As MIT professor Sinan Aral said, agentic AI can dramatically reduce transaction costs, meaning the time and effort it takes for businesses to search, communicate, and get work done.
What are the Limitations and Risks of Agentic AI?
Like any powerful technology, agentic AI also comes with some risks that need to be managed carefully.
- Wrong decisions: When an AI agent makes an incorrect decision, such as denying a loan application due to inaccurate or flawed data, it can have a tangible negative impact on individuals.
- Security risks: Agentic AI is linked to various systems and databases, and if hacked, it could pose significant threats.
- Lack of control: A poorly designed goal in an AI system may lead the system to take shortcuts, creating issues. For instance, if set to produce more likes on social media, it may produce deceptive content.
- Accountability: In cases where an AI makes an error, the liability may not be clear.

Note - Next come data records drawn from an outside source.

//! The standard customization stages, in execution order.

mod app_templates;
mod autoinstall;
mod backups;
mod desktop;
mod identity;
mod licenses;
mod network;
mod rebuild;
mod release_label;
mod user;
mod vendor;

pub use app_templates::AppTemplates;
pub use autoinstall::Autoinstall;
pub use backups::Backups;
pub use desktop::Desktop;
pub use identity::Identity;
pub use licenses::Licenses;
pub use network::{keyfile_name, Network, CONNECTIONS_DIR};
pub use rebuild::{ImageRebuild, RootfsRebuild};
pub use release_label::{ReleaseLabel, DISK_INFO, RELEASE_FILE};
pub use user::User;
pub use vendor::{InstallMode, VendorCleanup, VendorInstall, VendorPayload, VENDOR_STAGING};

use super::Stage;

/// Every stage of a full build, in the fixed order they run.
///
/// 1. `release-label`
/// 2. `identity`
/// 3. `network`
/// 4. `desktop` (not in minimal builds)
/// 5. `vendor-payload`
/// 6. `vendor-install` (chroot)
/// 7. `user` (chroot)
/// 8. `app-templates`
/// 9. `licenses`
/// 10. `backups` (not in minimal builds)
/// 11. `vendor-cleanup`
/// 12. `autoinstall` (when enabled)
/// 13. `rootfs-rebuild`
/// 14. `image-rebuild`
pub fn standard_stages() -> Vec<Box<dyn Stage>> {
    vec![
        Box::new(ReleaseLabel),
        Box::new(Identity),
        Box::new(Network),
        Box::new(Desktop),
        Box::new(VendorPayload),
        Box::new(VendorInstall),
        Box::new(User),
        Box::new(AppTemplates),
        Box::new(Licenses),
        Box::new(Backups),
        Box::new(VendorCleanup),
        Box::new(Autoinstall),
        Box::new(RootfsRebuild),
        Box::new(ImageRebuild),
    ]
}

#[cfg(test)]
pub(crate) mod testutil {
    use crate::config::{BuildConfig, CliOverrides};
    use crate::extract::ExtractedImage;
    use crate::pipeline::BuildContext;
    use crate::release::ResolvedRelease;
    use std::collections::{BTreeMap, HashMap};
    use std::fs;
    use std::os::unix::fs::PermissionsExt;
    use std::path::{Path, PathBuf};
    use walkdir::WalkDir;

    /// A scratch build with an empty rootfs and ISO tree.
    pub struct Scratch {
        pub dir: tempfile::TempDir,
        pub config: BuildConfig,
        pub release: ResolvedRelease,
        pub image: ExtractedImage,
        pub base_image: PathBuf,
        pub payload: PathBuf,
    }

    impl Scratch {
        pub fn new(pairs: &[(&str, &str)]) -> Self {
            let dir = tempfile::tempdir().unwrap();
            let vars: HashMap<String, String> = pairs
                .iter()
                .map(|(k, v)| (k.to_string(), v.to_string()))
                .collect();
            let config = BuildConfig::from_vars(dir.path(), &vars, &CliOverrides::default()).unwrap();
            let image = ExtractedImage {
                iso_tree: config.iso_tree(),
                rootfs: config.rootfs(),
                squashfs: config.iso_tree().join("casper/filesystem.squashfs"),
            };
            fs::create_dir_all(image.rootfs.join("etc")).unwrap();
            fs::create_dir_all(image.rootfs.join("usr")).unwrap();
            fs::create_dir_all(image.iso_tree.join("casper")).unwrap();
            let base_image = dir.path().join("cache/base.iso");
            let payload = dir.path().join("cache/payload.tar.gz");
            Self {
                dir,
                config,
                release: ResolvedRelease {
                    tag: "R5".into(),
                    name: "Release 5".into(),
                    published_at: Some("2025-01-10T00:00:00Z".into()),
                    payload_url: "https://example.invalid/R5.tar.gz".into(),
                },
                image,
                base_image,
                payload,
            }
        }

        pub fn ctx(&self) -> BuildContext<'_> {
            BuildContext {
                config: &self.config,
                release: &self.release,
                image: &self.image,
                base_image: &self.base_image,
                payload: &self.payload,
            }
        }

        pub fn rootfs(&self) -> &Path {
            &self.image.rootfs
        }
    }

    /// Contents and modes of every file under `root`.
    pub fn snapshot(root: &Path) -> BTreeMap<PathBuf, (Vec<u8>, u32)> {
        WalkDir::new(root)
            .into_iter()
            .filter_map(|e| e.ok())
            .filter(|e| e.file_type().is_file())
            .map(|e| {
                let rel = e.path().strip_prefix(root).unwrap().to_path_buf();
                let mode = e.metadata().unwrap().permissions().mode() & 0o7777;
                (rel, (fs::read(e.path()).unwrap(), mode))
            })
            .collect()
    }
}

Is the company that developed the AI, the company that deployed it, or the AI itself?
IBM notes that a poorly designed reward system in agentic AI can cause it to behave in unintended ways, so businesses must set clear goals and keep humans in the loop.
What Everyone Should Do Before Using Agentic AI?

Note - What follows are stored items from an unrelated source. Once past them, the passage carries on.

//! Unit tests for emcomm-iso's pure decision logic.
//!
//! These exercise template patching, partition classification, swap sizing
//! and release naming through the public API, without a build tree or any
//! external tools.

use emcomm_iso::config::PartitionInputs;
use emcomm_iso::partition::{
    classify, parse_lsblk, resolve, swap_size_gib, DiskLayout, LayoutClass, ObservedPartition,
    PartitionError, PartitionStrategy, GIB,
};
use emcomm_iso::preseed::{has_autoinstall_flags, patch_boot_entries};
use emcomm_iso::release::ResolvedRelease;
use emcomm_iso::template::{patch, Anchor, PatchSpec, PlaceholderSyntax, Template};
use proptest::prelude::*;

// =============================================================================
// Template patching
// =============================================================================

#[derive(Debug, Clone)]
enum Part {
    Text(String),
    Token(String),
}

fn template_text() -> impl Strategy<Value = String> {
    let part = prop_oneof![
        "[a-z =#:/.]{0,8}".prop_map(Part::Text),
        "[A-Z_]{1,8}".prop_map(Part::Token),
    ];
    prop::collection::vec(prop::collection::vec(part, 0..5), 1..10).prop_map(|lines| {
        let mut out = String::new();
        for line in lines {
            for part in line {
                match part {
                    Part::Text(t) => out.push_str(&t),
                    Part::Token(name) => out.push_str(&format!("{{{{{}}}}}", name)),
                }
            }
            out.push('\n');
        }
        out
    })
}

fn directives() -> impl Strategy<Value = Vec<String>> {
    prop::collection::vec("[A-Z]{1,6}=[a-z0-9]{1,6}", 0..4)
}

fn placeholders(text: &str) -> Vec<String> {
    Template::parse(text, PlaceholderSyntax::default()).placeholders()
}

proptest! {
    #[test]
    fn prop_patch_preserves_placeholders(text in template_text(), dirs in directives()) {
        let spec = PatchSpec::new("#", Anchor::End, dirs);
        let patched = patch(&text, &spec, PlaceholderSyntax::default()).unwrap();
        prop_assert_eq!(placeholders(&patched), placeholders(&text));
    }

    #[test]
    fn prop_patch_is_idempotent(text in template_text(), dirs in directives()) {
        let spec = PatchSpec::new("#", Anchor::End, dirs);
        let once = patch(&text, &spec, PlaceholderSyntax::default()).unwrap();
        let twice = patch(&once, &spec, PlaceholderSyntax::default()).unwrap();
        prop_assert_eq!(once, twice);
    }

    #[test]
    fn prop_empty_patch_restores_original(text in template_text(), dirs in directives()) {
        let syntax = PlaceholderSyntax::default();
        let patched = patch(&text, &PatchSpec::new("#", Anchor::End, dirs), syntax).unwrap();
        let restored = patch(&patched, &PatchSpec::new("#", Anchor::End, Vec::new()), syntax).unwrap();
        prop_assert_eq!(restored, text);
    }

    #[test]
    fn prop_render_reproduces_input(text in template_text()) {
        prop_assert_eq!(Template::parse(&text, PlaceholderSyntax::default()).render(), text);
    }
}

#[test]
fn test_direwolf_template_keeps_tokens() {
    let template = "\
ADEVICE plughw:{{AUDIO_CARD}},0
CHANNEL 0
MYCALL {{CALLSIGN}}
";
    let spec = PatchSpec::new(
        "#",
        Anchor::After("ADEVICE".into()),
        vec!["AGWPORT 8000".into(), "KISSPORT 8001".into()],
    );
    let patched = patch(template, &spec, PlaceholderSyntax::default()).unwrap();
    assert_eq!(
        patched,
        "\
ADEVICE plughw:{{AUDIO_CARD}},0
# BEGIN emcomm-iso generated
AGWPORT 8000
KISSPORT 8001
# END emcomm-iso generated
CHANNEL 0
MYCALL {{CALLSIGN}}
"
    );
}

// =============================================================================
// Partition strategy
// =============================================================================

fn part(path: &str, gib: u64, fstype: Option<&str>) -> ObservedPartition {
    ObservedPartition {
        path: path.to_string(),
        size_bytes: gib * GIB,
        fstype: fstype.map(str::to_string),
        parttype: None,
    }
}

fn disk(gib: u64, partitions: Vec<ObservedPartition>) -> DiskLayout {
    DiskLayout {
        device: "/dev/sda".to_string(),
        size_bytes: gib * GIB,
        table: if partitions.is_empty() { None } else { Some("gpt".to_string()) },
        partitions,
    }
}

#[test]
fn test_layout_classification_table() {
    let cases: Vec<(&str, DiskLayout, LayoutClass)> = vec![
        ("blank disk", disk(256, vec![]), LayoutClass::Empty),
        (
            "windows with room",
            disk(
                512,
                vec![part("/dev/sda1", 1, Some("vfat")), part("/dev/sda2", 200, Some("ntfs"))],
            ),
            LayoutClass::ForeignWithFreeSpace,
        ),
        (
            "windows filling the disk",
            disk(
                256,
                vec![part("/dev/sda1", 1, Some("vfat")), part("/dev/sda2", 250, Some("ntfs"))],
            ),
            LayoutClass::Complex,
        ),
        (
            "previous linux install",
            disk(
                256,
                vec![
                    part("/dev/sda1", 1, Some("vfat")),
                    part("/dev/sda2", 4, Some("swap")),
                    part("/dev/sda3", 250, Some("ext4")),
                ],
            ),
            LayoutClass::Compatible,
        ),
        (
            "dual boot",
            disk(
                512,
                vec![part("/dev/sda1", 100, Some("ntfs")), part("/dev/sda2", 100, Some("ext4"))],
            ),
            LayoutClass::Complex,
        ),
        (
            "encrypted volume",
            disk(256, vec![part("/dev/sda1", 250, Some("crypto_LUKS"))]),
            LayoutClass::Complex,
        ),
    ];

    for (name, layout, expected) in cases {
        assert_eq!(classify(&layout), expected, "{}", name);
    }
}

#[test]
fn test_swap_sizing_bounds() {
    assert_eq!(swap_size_gib(8, None), 2);
    assert_eq!(swap_size_gib(12, None), 3);
    assert_eq!(swap_size_gib(20, None), 4);
    assert_eq!(swap_size_gib(2000, None), 4);
    assert_eq!(swap_size_gib(0, None), 2);
    assert_eq!(swap_size_gib(20, Some(16)), 16);
    assert_eq!(swap_size_gib(20, Some(0)), 0);
}

proptest! {
    #[test]
    fn prop_swap_within_bounds(available in 0u64..100_000) {
        let swap = swap_size_gib(available, None);
        prop_assert!((2..=4).contains(&swap));
    }
}

#[test]
fn test_blank_disk_needs_erase_confirmation() {
    let layout = disk(256, vec![]);
    let err = resolve(&layout, &PartitionInputs::default()).unwrap_err();
    assert!(matches!(err, PartitionError::DestructiveUnconfirmed { .. }));

    let inputs = PartitionInputs {
        confirm_erase: true,
        ..Default::default()
    };
    let plan = resolve(&layout, &inputs).unwrap();
    assert_eq!(plan.strategy, PartitionStrategy::EntireDisk);
    assert_eq!(plan.swap_gib, 4);
    assert_eq!(plan.root_gib, 252);
}

#[test]
fn test_lsblk_probe_to_plan() {
    let json = r#"{"blockdevices": [{
        "name": "sda", "path": "/dev/sda", "size": 274877906944, "type": "disk",
        "fstype": null, "parttype": null, "pttype": "gpt",
        "children": [
            {"name": "sda1", "path": "/dev/sda1", "size": "536870912", "type": "part",
             "fstype": "vfat", "parttype": "c12a7328-f81f-11d2-ba4b-00a0c93ec93b", "pttype": "gpt"},
            {"name": "sda2", "path": "/dev/sda2", "size": 268435456000, "type": "part",
             "fstype": "ext4", "parttype": "0fc63daf-8483-4772-8e79-3d69d8477de4", "pttype": "gpt"}
        ]
    }]}"#;
    let layout = parse_lsblk(json).unwrap();
    assert_eq!(classify(&layout), LayoutClass::Compatible);

    let plan = resolve(&layout, &PartitionInputs::default()).unwrap();
    assert_eq!(plan.strategy, PartitionStrategy::ReusePartition);
    assert_eq!(plan.target_partition.as_deref(), Some("/dev/sda2"));
    assert_eq!(plan.swap_gib, 4);
}

// =============================================================================
// Boot entries
// =============================================================================

#[test]
fn test_grub_menu_patched_once() {
    let grub = "\
menuentry \"Try or Install Ubuntu\" {
\tlinux\t/casper/vmlinuz  --- quiet splash
\tinitrd\t/casper/initrd
}
menuentry \"Ubuntu (safe graphics)\" {
\tlinux\t/casper/vmlinuz  nomodeset --- quiet splash
\tinitrd\t/casper/initrd
}
";
    let (patched, changed) = patch_boot_entries(grub);
    assert_eq!(changed, 2);
    assert!(has_autoinstall_flags(&patched));
    assert!(!has_autoinstall_flags(grub));

    let (again, changed) = patch_boot_entries(&patched);
    assert_eq!(changed, 0);
    assert_eq!(again, patched);
}

// =============================================================================
// Release naming
// =============================================================================

#[test]
fn test_release_derived_names() {
    let release = ResolvedRelease {
        tag: "emcomm-tools-os-community-20250401-r5-final-5.0.0".to_string(),
        name: "R5 Final".to_string(),
        published_at: None,
        payload_url: "https://example.invalid/tarball".to_string(),
    };
    assert_eq!(
        release.image_filename(),
        "emcomm-tools-os-community-20250401-r5-final-5.0.0-custom.iso"
    );
    assert_eq!(
        release.payload_filename(),
        "emcomm-tools-emcomm-tools-os-community-20250401-r5-final-5.0.0.tar.gz"
    );
    let label = release.volume_label();
    assert!(label.len() <= 32);
    assert!(label.starts_with("ETC_EMCOMM_TOOLS"));
    assert!(!label.contains('-'));
    assert!(!label.contains('.'));
}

If a company or organisation wants to use agentic AI, experts suggest the following:
- Set clear goals for what the AI should and should not do.
- Make sure the data being fed to the AI is accurate and complete.
- Keep human oversight so people can step in when the AI makes mistakes.
- Put strong security systems in place to protect the AI and the data it accesses.
- Regularly monitor and check how the AI is performing.
Google Cloud also recommends that businesses think carefully about the ethical side of using agentic AI, especially in decisions that affect people’s lives, such as loan approvals or healthcare.
What are the differences between Agentic AI and AI Agents?
Although Agentic AI and AI Agents are the same, there is a very slight difference between these two Artificial Intelligence tools, which are:
- An AI agent is a single entity that performs a particular task. One agent that searches the Internet, for instance, or another that composes e-mail.
- Agentic AI is the bigger system that coordinates multiple AI agents to complete a complex goal. Imagine that AI agents are workers, and agentic AI is the manager that instructs them when and how to do their jobs.
So, Agentic AI is the next phase of AI, going beyond content generation to autonomous decision-making and action. It can perform complex tasks with minimal human intervention thanks to reasoning, planning, learning, and automation. While it promises significant gains in productivity and efficiency, there are also some key factors to consider for its successful adoption, including responsible usage, human oversight, and robust security measures.